───── PROVIDED ENTRIES ─────

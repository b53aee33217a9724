//! Conversion WASM bindings.
//!
//! Exposes the core orchestrator as a `Converter` class. Each instance owns
//! the object URLs it hands out, so revoking and cleanup go through it.
//!
//! # Example
//!
//! ```typescript
//! import { Converter } from '@recast/wasm';
//!
//! const converter = new Converter();
//! const bytes = new Uint8Array(await file.arrayBuffer());
//!
//! const result = converter.compressToTarget(
//!   bytes,
//!   file.name,
//!   file.type,
//!   { target: { mode: 'filesize', value: 200 }, maxWidthOrHeight: 1920 },
//!   (stage, pass) => console.log(stage, pass),
//! );
//! preview.src = result.url;
//!
//! // later
//! converter.revoke(result.url);
//! ```

use crate::resource::BrowserBackend;
use crate::types::JsConversionResult;
use js_sys::Function;
use recast_core::{
    CompressOptions, ConversionError, ConvertOptions, Converter, OutputFormat, ResourceManager,
    SearchConfig, SourceAsset, Stage,
};
use serde::de::DeserializeOwned;
use wasm_bindgen::prelude::*;

/// Stateful converter that tracks every object URL it creates.
///
/// Options objects are plain JS objects using camelCase keys. Missing keys
/// take their defaults, and `undefined` or `null` means all defaults.
#[wasm_bindgen(js_name = Converter)]
pub struct JsConverter {
    converter: Converter,
    resources: ResourceManager<BrowserBackend>,
}

#[wasm_bindgen(js_class = Converter)]
impl JsConverter {
    /// Create a converter, optionally overriding the size search settings
    /// (`minQuality`, `maxQuality`, `initialQuality`, `maxAttempts`,
    /// `tolerance`).
    #[wasm_bindgen(constructor)]
    pub fn new(search_config: JsValue) -> Result<JsConverter, JsValue> {
        let search: SearchConfig = from_js_or_default(search_config)?;
        search.validate().map_err(to_js_error)?;

        Ok(JsConverter {
            converter: Converter::new().with_search_config(search),
            resources: ResourceManager::new(BrowserBackend),
        })
    }

    /// Re-encode an image into `targetFormat` (`png`, `jpeg`, `jpg` or
    /// `webp`).
    ///
    /// `onProgress` is called as `(stage, pass)` where `pass` is only set
    /// for the `encoding` stage.
    #[wasm_bindgen(js_name = convertFormat)]
    pub fn convert_format(
        &mut self,
        bytes: &[u8],
        file_name: &str,
        mime_type: Option<String>,
        target_format: &str,
        options: JsValue,
        on_progress: Option<Function>,
    ) -> Result<JsConversionResult, JsValue> {
        let format = parse_format(target_format).map_err(|e| JsValue::from_str(&e))?;
        let options: ConvertOptions = from_js_or_default(options)?;
        let asset = source_asset(bytes, file_name, mime_type.as_deref());

        let mut on_stage = progress_observer(on_progress.as_ref());
        self.converter
            .convert_format_with_progress(&asset, format, &options, &mut self.resources, &mut on_stage)
            .map(JsConversionResult::from_result)
            .map_err(|e| conversion_error(&e))
    }

    /// Compress an image toward a quality preset or a target size in KB.
    ///
    /// `options.target` is `{ mode: 'quality' | 'filesize' | 'custom', value }`.
    #[wasm_bindgen(js_name = compressToTarget)]
    pub fn compress_to_target(
        &mut self,
        bytes: &[u8],
        file_name: &str,
        mime_type: Option<String>,
        options: JsValue,
        on_progress: Option<Function>,
    ) -> Result<JsConversionResult, JsValue> {
        let options: CompressOptions = from_js_or_default(options)?;
        let asset = source_asset(bytes, file_name, mime_type.as_deref());

        let mut on_stage = progress_observer(on_progress.as_ref());
        self.converter
            .compress_to_target_with_progress(&asset, &options, &mut self.resources, &mut on_stage)
            .map(JsConversionResult::from_result)
            .map_err(|e| conversion_error(&e))
    }

    /// Release one object URL. Returns false if it was unknown or already
    /// released.
    pub fn revoke(&mut self, url: &str) -> bool {
        self.resources.revoke_url(url)
    }

    /// Release every object URL this converter still holds.
    #[wasm_bindgen(js_name = revokeAll)]
    pub fn revoke_all(&mut self) -> usize {
        self.resources.revoke_all()
    }

    #[wasm_bindgen(getter, js_name = liveHandles)]
    pub fn live_handles(&self) -> usize {
        self.resources.live_count()
    }
}

impl Drop for JsConverter {
    fn drop(&mut self) {
        let live = self.resources.live_count();
        if live > 0 {
            web_sys::console::warn_1(&JsValue::from_str(&format!(
                "Converter freed with {} live object URL(s); revoking",
                live
            )));
        }
    }
}

fn source_asset<'a>(bytes: &'a [u8], file_name: &'a str, mime_type: Option<&'a str>) -> SourceAsset<'a> {
    let asset = SourceAsset::new(bytes, file_name);
    match mime_type.filter(|m| !m.is_empty()) {
        Some(mime) => asset.with_mime_type(mime),
        None => asset,
    }
}

pub(crate) fn parse_format(name: &str) -> Result<OutputFormat, String> {
    name.parse::<OutputFormat>().map_err(|e| e.to_string())
}

fn from_js_or_default<T: DeserializeOwned + Default>(value: JsValue) -> Result<T, JsValue> {
    if value.is_undefined() || value.is_null() {
        return Ok(T::default());
    }
    serde_wasm_bindgen::from_value(value).map_err(|e| JsValue::from_str(&e.to_string()))
}

fn to_js_error(e: impl std::fmt::Display) -> JsValue {
    JsValue::from_str(&e.to_string())
}

fn conversion_error(e: &ConversionError) -> JsValue {
    JsValue::from_str(&e.to_string())
}

/// Forward stage changes to an optional JS callback. A throwing callback
/// is logged and otherwise ignored.
fn progress_observer(callback: Option<&Function>) -> impl FnMut(Stage) + '_ {
    move |stage| {
        let Some(callback) = callback else {
            return;
        };
        let pass = match stage {
            Stage::Encoding(n) => JsValue::from(n),
            _ => JsValue::UNDEFINED,
        };
        if let Err(e) = callback.call2(&JsValue::NULL, &JsValue::from_str(stage.name()), &pass) {
            web_sys::console::warn_2(&JsValue::from_str("Progress callback threw"), &e);
        }
    }
}

#[cfg(test)]
mod tests {
    use super::*;

    #[test]
    fn test_parse_format_aliases() {
        assert_eq!(parse_format("png"), Ok(OutputFormat::Png));
        assert_eq!(parse_format("jpg"), Ok(OutputFormat::Jpeg));
        assert_eq!(parse_format("image/webp"), Ok(OutputFormat::WebP));
    }

    #[test]
    fn test_parse_format_unknown() {
        let err = parse_format("bmp").unwrap_err();
        assert!(err.contains("bmp"));
    }

    #[test]
    fn test_source_asset_ignores_empty_mime() {
        let asset = source_asset(&[1, 2, 3], "photo.jpg", Some(""));
        assert_eq!(asset.mime_type, None);

        let asset = source_asset(&[1, 2, 3], "photo", Some("image/png"));
        assert_eq!(asset.mime_type, Some("image/png"));
    }
}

─────

● **TRY IT**
For each line in the data above that contains the string "callback", extract the line.

● **EXERCISE OUTPUT**
/// Forward stage changes to an optional JS callback. A throwing callback
fn progress_observer(callback: Option<&Function>) -> impl FnMut(Stage) + '_ {
        let Some(callback) = callback else {
        if let Err(e) = callback.call2(&JsValue::NULL, &JsValue::from_str(stage.name()), &pass) {
            web_sys::console::warn_2(&JsValue::from_str("Progress callback threw"), &e);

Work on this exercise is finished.